De Modiim para dentro, confia-se sobre utensílios de barro. De Modiim para fora, não se confia. Como assim? O oleiro que vende as panelas: se entrou para dentro de Modiim, ele mesmo é o oleiro, elas são as panelas, e eles são os compradores, é confiável. Se saiu, não é confiável. — A mishná estabelece uma fronteira geográfica de confiança: a cidade de Modiim, situada a certa distância de Jerusalém, marca o limite a partir do qual se confia no povo comum quanto à pureza dos utensílios de barro que produz e vende, pois em Jerusalém não havia fornos para queimar cerâmica, tornando impossível produzir localmente todas as peças necessárias, e os Sábios preferiram confiar nos artesãos vindos de fora a impor uma restrição impraticável para toda a população. Mas essa confiança se aplica apenas dentro dos limites precisos da situação: o oleiro precisa ter entrado, ele mesmo, com suas próprias panelas, para dentro do território demarcado por Modiim, vendendo-as diretamente aos compradores que testemunham sua entrada. Se, em algum momento, o oleiro sair de volta para fora dos limites de Modiim, mesmo que retorne depois, deixa de ser confiável quanto à pureza de suas peças, pois já não há garantia de que não tenha tido contato com impureza durante sua ausência.

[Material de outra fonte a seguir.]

//! # Stacker Tools - 共享配置
//!
//! **依赖原则**: 纯数据结构，不依赖驱动层或硬件层
//!
//! ## 包含模块
//!
//! - `config` - 机器人参数（增益、速度、超时），支持 TOML 读写

pub mod config;

pub use config::{
    AutonomousConfig, CanArmConfig, ClawConfig, ConfigError, ConveyorConfig, CubeConfig,
    DrivetrainConfig, FanConfig, LifterConfig, RobotConfig, WorkerConfig,
};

A Torá trata o utensílio de barro de modo único entre todos os materiais: uma vez que se torna impuro, não há purificação possível por imersão — ele deve ser quebrado. Precisamente por essa irreversibilidade, a preocupação com a pureza dos utensílios de barro é mais delicada do que a de outros materiais, que podem sempre ser purificados por imersão; e é exatamente por isso que a mishná precisa estabelecer uma regra clara de confiança geográfica em torno de Jerusalém — pois, uma vez que uma peça de barro se torna impura, ela está perdida para sempre, sem possibilidade de correção.
Rambam explica a lógica espacial da regra: a confiança depende do local em que o comprador vê e adquire a peça diretamente do oleiro.
Bartenura explica o motivo prático por trás da fronteira de Modiim; Rashi, na Guemará, detalha as combinações possíveis de entrada e saída do oleiro e do comprador.
Rambam recorda que já identificou, no tratado Pessachim, a localização de Modiim como um lugar próximo de Jerusalém, e promete explicar em outro contexto o motivo dessa leniência específica sobre utensílios de barro. Ele conclui uma ressalva importante: toda essa discussão sobre confiabilidade se refere ao povo comum (am ha'aretz); os sábios (talmidei chachamim), por outro lado, são sempre confiáveis, em qualquer lugar, quanto à pureza de seus utensílios.
Bartenura precisa a distância: Modiim ficava a quinze milhas de Jerusalém. Ele explica o motivo prático da leniência: como não se permitiam fornos de queima em Jerusalém, por causa da fumaça que produziriam, era impossível fabricar ali tanto cal quanto peças de cerâmica — todas precisavam vir de fora. Por isso, em vez de impor uma restrição impraticável a toda a população, os Sábios preferiram confiar nos artesãos vindos de fora, dentro dos limites geográficos estabelecidos.
Rashi elabora as diferentes combinações discutidas na Guemará: há casos em que o oleiro sai de dentro dos limites para o próprio Modiim, e casos em que o comprador cuidadoso (chaver) vem de fora do limite e entra em Modiim — cada combinação de movimento do oleiro e do comprador determina, segundo sua posição exata em relação à fronteira, se a transação é ou não considerada confiável quanto à pureza dos utensílios envolvidos.